Fun with timezones in Django & MySQL

My very first post to the Django Mailinglist was a question about the TIME_ZONE setting (and embarrassingly, from the look of that Google Groups page, the second one as well). Malcolm was nice enough to explain things, and that was that.

Until today, when I ran into another time zone related problem: A custom MySQL query (datetimefield > NOW()) worked fine on my local dev machine, but returned an incorrect result set on the server. Timezones always have me confused, annd even worse, it turned out I had already forgotten everything I learned back then. To make sure this won’t happen again, I decided to write up a quick summary of how the whole thing – apparently – works.

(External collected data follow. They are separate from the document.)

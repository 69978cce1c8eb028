//! Error types for the service broker operators

use serde::{Deserialize, Serialize};
use thiserror::Error;

/// Result type alias using the operator's Error type
pub type Result<T> = std::result::Result<T, Error>;

/// Operator error types
#[derive(Error, Debug)]
pub enum Error {
    /// Kubernetes API error
    #[error("Kubernetes API error: {0}")]
    Kube(#[from] kube::Error),

    /// Resource store error that is not a Kubernetes transport error
    #[error("Resource store error: {0}")]
    Store(String),

    /// Resource not found in the store
    #[error("Resource not found: {kind}/{name}")]
    NotFound { kind: String, name: String },

    /// Optimistic update lost against a concurrent writer
    #[error("Conflict updating {kind}/{name}: resource version changed")]
    Conflict { kind: String, name: String },

    /// Internal error (bad input, missing task id, failed task)
    #[error("Internal error: {0}")]
    Internal(String),

    /// Validation error
    #[error("Validation error: {0}")]
    Validation(String),

    /// Configuration error
    #[error("Configuration error: {0}")]
    Config(String),

    /// Plan not present in the catalog
    #[error("Plan not found in catalog: {0}")]
    PlanNotFound(String),

    /// Failure reported by a service executor
    #[error("Service error: {0}")]
    Service(String),

    /// Director task lookup failed
    #[error("Director task error: {0}")]
    Task(String),

    /// HTTP transport error
    #[error("HTTP error: {0}")]
    Http(#[from] reqwest::Error),

    /// Serialization error
    #[error("Serialization error: {0}")]
    Serialization(#[from] serde_json::Error),

    /// YAML parsing error
    #[error("YAML error: {0}")]
    Yaml(#[from] serde_yaml::Error),

    /// IO error
    #[error("IO error: {0}")]
    Io(#[from] std::io::Error),
}

impl Error {
    /// Create an internal error
    pub fn internal(msg: impl Into<String>) -> Self {
        Error::Internal(msg.into())
    }

    /// Create a validation error
    pub fn validation(msg: impl Into<String>) -> Self {
        Error::Validation(msg.into())
    }

    /// Create a configuration error
    pub fn config(msg: impl Into<String>) -> Self {
        Error::Config(msg.into())
    }

    /// Create a service executor error
    pub fn service(msg: impl Into<String>) -> Self {
        Error::Service(msg.into())
    }

    /// Create a resource store error
    pub fn store(msg: impl Into<String>) -> Self {
        Error::Store(msg.into())
    }

    /// Create a director task error
    pub fn task(msg: impl Into<String>) -> Self {
        Error::Task(msg.into())
    }

    /// Error class name persisted in `status.error.code`
    pub fn code(&self) -> &'static str {
        match self {
            Error::Kube(_) | Error::Store(_) => "StoreError",
            Error::NotFound { .. } | Error::PlanNotFound(_) => "NotFound",
            Error::Conflict { .. } => "Conflict",
            Error::Internal(_) => "InternalServerError",
            Error::Validation(_) => "BadRequest",
            Error::Config(_) => "ConfigurationError",
            Error::Service(_) => "ServiceError",
            Error::Task(_) | Error::Http(_) => "ServiceUnavailable",
            Error::Serialization(_) | Error::Yaml(_) => "UnprocessableEntity",
            Error::Io(_) => "IoError",
        }
    }

    /// HTTP-style status persisted in `status.error.status`
    pub fn status_code(&self) -> u16 {
        match self {
            Error::NotFound { .. } | Error::PlanNotFound(_) => 404,
            Error::Conflict { .. } => 409,
            Error::Validation(_) => 400,
            Error::Serialization(_) | Error::Yaml(_) => 422,
            Error::Task(_) | Error::Http(_) => 503,
            _ => 500,
        }
    }

    /// Whether the error comes from the resource store layer itself
    pub fn is_store_error(&self) -> bool {
        matches!(
            self,
            Error::Kube(_) | Error::Store(_) | Error::NotFound { .. } | Error::Conflict { .. }
        )
    }

    /// Message without the variant prefix, as handed to the user
    pub fn description(&self) -> String {
        match self {
            Error::Internal(m)
            | Error::Validation(m)
            | Error::Config(m)
            | Error::Service(m)
            | Error::Store(m)
            | Error::Task(m) => m.clone(),
            other => other.to_string(),
        }
    }
}

/// Structured error persisted in a resource's `status.error`
#[derive(Clone, Debug, PartialEq, Eq, Deserialize, Serialize, schemars::JsonSchema)]
pub struct ErrorJson {
    /// Error class
    pub code: String,

    /// HTTP-style status
    pub status: u16,

    /// Full error message
    pub message: String,

    /// Message meant for the end user
    pub description: String,
}

impl From<&Error> for ErrorJson {
    fn from(err: &Error) -> Self {
        ErrorJson {
            code: err.code().to_string(),
            status: err.status_code(),
            message: err.to_string(),
            description: err.description(),
        }
    }
}

#[cfg(test)]
mod tests {
    use super::*;

    #[test]
    fn test_error_json_carries_class_and_description() {
        let err = Error::service("disk full");
        let json = ErrorJson::from(&err);

        assert_eq!(json.code, "ServiceError");
        assert_eq!(json.status, 500);
        assert_eq!(json.description, "disk full");
        assert!(json.message.contains("disk full"));
    }

    #[test]
    fn test_store_errors_are_classified() {
        assert!(Error::store("boom").is_store_error());
        assert!(Error::Conflict {
            kind: "DefaultBackup".into(),
            name: "b1".into()
        }
        .is_store_error());
        assert!(!Error::internal("boom").is_store_error());
    }
}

  • The only thing Django’s TIME_ZONE setting is used for is setting the TZ environment variable (except when using PostgreSql, in which case the timezone is sent to the database as well).
  • The value in TZ effects Python’s datetime and time modules, e.g. what is returned by datetime.datetime.today(). So throughout your Django application, your are probably going to work with dates from TIME_ZONE.
  • Django doesn’t do anything else, but passes those date values directly on to MySQL.

What is MySQL doing? Apparently not that much either.

  • The dates are stored, without any conversion or timezone information, as-is.
  • When queried, they are returned as-is, unmodified, exactly as they were saved.
  • The only exception is when dealing with timestamps, e.g. through a TIMESTAMP column. Because unix timestamps are in UTC, MySQL converts dates to UTC before storage based on a timezone setting, and does the reverse on retrieval.
  • The same timezone setting also determines the output of functions such as NOW().

The last bullet means that comparing a Django DateTimeField with NOW() will only work if the timezone settings of Django and the MySQL server match. As it may be hard to ensure this (*), I would have to conclude that generating the timestamp in Python and putting it in the query, instead of using a MySQL function, is the right thing to do here.

In retrospect, it seems a lot less complicated than I assumed. TIME_ZONE determines what dates are generated, and from that point one, those values are fixed, and won’t change, regardless of environment, timezone etc. They have no timezone information attached, and you have to know how to interpret them. As long as you stick with one TIME_ZONE value, the dates in the database should always be consistent.

I’m sure I’ll be revisiting this entry soon enough.

(*) As MySQL supports a per-session time_zone setting, shouldn’t Django automatically set it to the right value?

4 thoughts on “Fun with timezones in Django & MySQL

  1. Thanks for the summary. It really helped me figured out how things works. I (still) haven’t gotten problems with timezones, but the magic that django does always intrigued me and I decided to find out more about.